# Papers Past Scraper

This notebook is designed to scrape a specific [periodical](https://paperspast.natlib.govt.nz/periodicals) from [Papers Past](https://paperspast.natlib.govt.nz/) and to create a corpus based on the OCRd text. Obviously DigitalNZ is a better way to capture data from PapersPast, but not everything is available by the DigitalNZ API.

In the case of this notebook I am scraping the [New Zealand Police Gazette](https://paperspast.natlib.govt.nz/periodicals/new-zealand-police-gazette). Note that each periodical has background information and details of copyright and/or creative commons licenses (e.g. see the [New Zealand Police Gazette](https://paperspast.natlib.govt.nz/periodicals/new-zealand-police-gazette) page as an example). 

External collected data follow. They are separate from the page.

//! Tracing setup.
//!
//! `RUST_LOG` selects levels (default `info`); `LOG_FORMAT=json` switches to
//! JSON lines for log collectors.

use tracing_subscriber::EnvFilter;

/// Install the global subscriber. Later calls are no-ops.
pub fn init() {
    let filter = EnvFilter::try_from_default_env().unwrap_or_else(|_| EnvFilter::new("info"));
    let json = std::env::var("LOG_FORMAT")
        .map(|v| v.eq_ignore_ascii_case("json"))
        .unwrap_or(false);

    let builder = tracing_subscriber::fmt()
        .with_env_filter(filter)
        .with_target(true);

    let _ = if json {
        builder.json().try_init()
    } else {
        builder.try_init()
    };
}
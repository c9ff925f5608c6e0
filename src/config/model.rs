//! Configuration Record
//!
//! The versioned settings record served by the config provider.

use chrono::{DateTime, Utc};
use serde::{Deserialize, Serialize};
use serde_json::Value;
use std::time::Duration;

/// Key/value payload of a configuration
pub type Payload = serde_json::Map<String, Value>;

/// Key read by the bot for its refresh interval
pub const REFRESH_INTERVAL_KEY: &str = "refresh_interval_secs";

/// Key read by the bot for its work interval
pub const WORK_INTERVAL_KEY: &str = "work_interval_secs";

/// Key read by the bot for its hourly work budget
pub const MAX_UNITS_PER_HOUR_KEY: &str = "max_units_per_hour";

/// A published configuration.
///
/// Once a version has been assigned the record is never mutated; newer
/// versions supersede it.
#[derive(Debug, Clone, PartialEq, Serialize, Deserialize)]
pub struct Configuration {
    /// Monotonically increasing version, 0 for the empty default
    pub version: u64,

    /// Settings
    #[serde(default)]
    pub payload: Payload,

    /// When this version was published (absent for the default)
    #[serde(default, skip_serializing_if = "Option::is_none")]
    pub published_at: Option<DateTime<Utc>>,
}

impl Configuration {
    /// The configuration served before anything has been published
    pub fn empty() -> Self {
        Self {
            version: 0,
            payload: Payload::new(),
            published_at: None,
        }
    }

    /// Build the successor of `self` carrying `payload`
    pub fn next(&self, payload: Payload) -> Self {
        Self {
            version: self.version + 1,
            payload,
            published_at: Some(Utc::now()),
        }
    }

    /// Whether this is the unpublished default
    pub fn is_default(&self) -> bool {
        self.version == 0
    }

    /// Raw value for a key
    pub fn get(&self, key: &str) -> Option<&Value> {
        self.payload.get(key)
    }

    /// Non-negative integer value for a key
    pub fn get_u64(&self, key: &str) -> Option<u64> {
        self.get(key).and_then(Value::as_u64)
    }

    /// Interval in whole seconds for a key; zero is treated as absent
    pub fn interval_secs(&self, key: &str) -> Option<Duration> {
        self.get_u64(key)
            .filter(|secs| *secs > 0)
            .map(Duration::from_secs)
    }
}

impl Default for Configuration {
    fn default() -> Self {
        Self::empty()
    }
}
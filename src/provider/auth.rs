//! Credential checks for the config server.

use crate::config::Credential;
use axum::http::header::AUTHORIZATION;
use axum::http::HeaderMap;
use base64::engine::general_purpose::STANDARD;
use base64::Engine;
use subtle::ConstantTimeEq;

/// Realm advertised in `WWW-Authenticate`
pub const REALM: &str = "Bot Config";

/// Accepts requests carrying one of the configured credentials
#[derive(Debug, Clone)]
pub struct AccessGuard {
    accepted: Vec<Credential>,
}

impl AccessGuard {
    pub fn new(accepted: Vec<Credential>) -> Self {
        Self { accepted }
    }

    /// Check the `Authorization` header of a request
    pub fn authorize(&self, headers: &HeaderMap) -> bool {
        let Some(presented) = headers
            .get(AUTHORIZATION)
            .and_then(|v| v.to_str().ok())
            .and_then(parse_authorization)
        else {
            return false;
        };

        self.accepted.iter().any(|c| credentials_match(c, &presented))
    }

    /// Value for the `WWW-Authenticate` header on a 401
    pub fn challenge() -> String {
        format!("Basic realm=\"{}\"", REALM)
    }
}

/// Parse an `Authorization` header value into a credential
pub fn parse_authorization(value: &str) -> Option<Credential> {
    let (scheme, rest) = value.trim().split_once(' ')?;
    let rest = rest.trim();

    if scheme.eq_ignore_ascii_case("bearer") {
        return (!rest.is_empty()).then(|| Credential::Bearer(rest.to_string()));
    }

    if scheme.eq_ignore_ascii_case("basic") {
        let decoded = STANDARD.decode(rest).ok()?;
        let decoded = String::from_utf8(decoded).ok()?;
        let (username, password) = decoded.split_once(':')?;
        return Some(Credential::Basic {
            username: username.to_string(),
            password: password.to_string(),
        });
    }

    None
}

fn credentials_match(expected: &Credential, presented: &Credential) -> bool {
    match (expected, presented) {
        (
            Credential::Basic { username, password },
            Credential::Basic {
                username: u,
                password: p,
            },
        ) => {
            // evaluate both halves so timing does not reveal which one failed
            let user_ok = username.as_bytes().ct_eq(u.as_bytes());
            let pass_ok = password.as_bytes().ct_eq(p.as_bytes());
            (user_ok & pass_ok).into()
        }
        (Credential::Bearer(expected), Credential::Bearer(token)) => {
            expected.as_bytes().ct_eq(token.as_bytes()).into()
        }
        _ => false,
    }
}

/// `Authorization` header value for a credential
pub fn authorization_value(credential: &Credential) -> String {
    match credential {
        Credential::Basic { username, password } => {
            format!("Basic {}", STANDARD.encode(format!("{}:{}", username, password)))
        }
        Credential::Bearer(token) => format!("Bearer {}", token),
    }
}
//! Configuration Module
//!
//! The versioned configuration record, its payload schema, and the
//! bootstrap settings both processes read from the environment.

pub mod env;
pub mod loader;
pub mod model;
pub mod schema;

pub use env::{BotSettings, Credential, ServerSettings};
pub use loader::SchemaLoader;
pub use model::{
    Configuration, Payload, MAX_UNITS_PER_HOUR_KEY, REFRESH_INTERVAL_KEY, WORK_INTERVAL_KEY,
};
pub use schema::{KeyRule, Schema};
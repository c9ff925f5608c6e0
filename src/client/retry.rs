//! Retry Policy
//!
//! Exponential backoff used while the bot waits for its first configuration.

use backoff::backoff::Backoff;
use backoff::ExponentialBackoff;
use std::time::Duration;

/// Deterministic exponential backoff: `base`, `base * multiplier`, ... capped at `cap`
#[derive(Debug, Clone, Copy, PartialEq)]
pub struct RetryPolicy {
    /// First delay
    pub base: Duration,

    /// Largest delay
    pub cap: Duration,

    /// Growth factor between attempts
    pub multiplier: f64,
}

impl Default for RetryPolicy {
    fn default() -> Self {
        Self {
            base: Duration::from_secs(1),
            cap: Duration::from_secs(60),
            multiplier: 2.0,
        }
    }
}

impl RetryPolicy {
    pub fn new(base: Duration, cap: Duration) -> Self {
        Self {
            base,
            cap: cap.max(base),
            ..Default::default()
        }
    }

    /// Backoff generator with no jitter and no elapsed-time limit.
    ///
    /// The startup window is enforced by the caller against the runtime
    /// clock, so the generator never gives up on its own.
    pub fn backoff(&self) -> ExponentialBackoff {
        ExponentialBackoff {
            current_interval: self.base,
            initial_interval: self.base,
            randomization_factor: 0.0,
            multiplier: self.multiplier,
            max_interval: self.cap,
            max_elapsed_time: None,
            ..Default::default()
        }
    }

    /// The first `attempts` delays this policy produces
    pub fn schedule(&self, attempts: usize) -> Vec<Duration> {
        let mut backoff = self.backoff();
        (0..attempts)
            .map(|_| backoff.next_backoff().unwrap_or(self.cap))
            .collect()
    }
}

## Configuration and setup

The main requirement that requires configuration is [Selenium](https://selenium.dev/). Selenium is used to automate a web browser. Requests using the `requests` library were blocked.  

Documentation that is relevant for installing Selenium and a driver is available at the [Selenium PyPI page](https://pypi.org/project/selenium/).  

In this case I am using the [Geckodriver](https://github.com/mozilla/geckodriver) to automate Firefox. Note: [Geckodriver binaries available here](https://github.com/mozilla/geckodriver/releases).

In [None]:
import requests
import os
import time
import glob
import bs4 as bs
from selenium import webdriver
import urllib.parse

In [None]:
#configure the driver path ...
driver_path = 'C:/applications/geckodriver' # these need to be installed - see note above about Geckodriver

In [None]:
# set directory paths
issues_dir = r'cache/issues'
contents_dir = r'cache/contents'
corpus_dir = r'corpus'

# make sure the required directories are created
if not os.path.exists(issues_dir):
    os.makedirs(issues_dir)
if not os.path.exists(contents_dir):
    os.makedirs(contents_dir)
if not os.path.exists(corpus_dir):
    os.makedirs(corpus_dir)

### Configure the start url

This should be the first issue of the publication in question. The rest of the issues are accessed automatically by crawling all issues using the 'Next issue' link.

In [None]:
start_url = 'https://paperspast.natlib.govt.nz/periodicals/new-zealand-police-gazette/1877/07/02'

# this sets a base_url for use in resolving urls extracted from the page ...
url = urllib.parse.urlparse(start_url)
base_url = url.scheme + '://' + url.netloc

## Retrieve and save all issue pages
Starting at the `start_url` this code clicks through all the separate issues of the publication and stores each issue page.

In [None]:
driver = webdriver.Firefox(executable_path = driver_path)
next_url = start_url
while next_url != False:
    print('Retrieve', next_url)
    driver.get(next_url)
    
    # build filename for cache
    url = urllib.parse.urlparse(next_url)
    filename = url.path.strip('/').replace('/' ,'-') + '.txt'

    # cache file
    f = open(issues_dir + '/' + filename, 'w', encoding='utf-8')
    f.write(driver.page_source)
    f.close()
    
    # extract next link using beautiful soup
    soup = bs.BeautifulSoup(driver.page_source)
    link = soup.select_one("div.show-for-medium div.pager__right a")
    if link is None:
        next_url = False
    else:
        next_url = urllib.parse.urljoin(base_url, link['href']) 
        time.sleep(5)

## Retrieve and save all contents pages
This code extracts the content pages from the issue pages, requests the content pages and saves them.

In [None]:
driver = webdriver.Firefox(executable_path = driver_path)
for filename in glob.glob(os.path.join(issues_dir, '*.txt')):
    # open file
    f = open(filename, 'r', encoding='utf-8')
    contents = f.read()
    f.close()

    # extract links
    soup = bs.BeautifulSoup(contents)
    for link in soup.select("ul.issue__contents li a"):
        next_url = urllib.parse.urljoin(base_url, link['href'])
        print('Retrieve', next_url)
        driver.get(next_url)

        # build filename for cache
        url = urllib.parse.urlparse(next_url)
        filename = url.path.strip('/').replace('/' ,'-') + '.txt'

        # cache file
        f = open(contents_dir + '/' + filename, 'w', encoding='utf-8')
        f.write(driver.page_source)
        f.close()
        time.sleep(5)

## Write corpus
This reads through the scraped content files, extracts the content, strips tags and writes a file. If the content for the page is blank (e.g. for the masthead image), then there will be no file written.

In [None]:
file_counter = 0
for filename in glob.glob(os.path.join(contents_dir, '*.txt')):
    # open file
    f = open(filename, 'r', encoding='utf-8')
    contents = f.read()
    f.close()

    # extract content
    text = ''
    soup = bs.BeautifulSoup(contents)
    content = soup.find("div", itemprop="articleBody")
    text = content.get_text("\n")
    
    text = text.strip()
    
    if text != '':
        # write corpus file
        file_counter += 1
        f = open(corpus_dir + '/' +  os.path.basename(filename), 'w', encoding='utf-8')
        f.write(text)
        f.close()
        
print(file_counter,'corpus files written')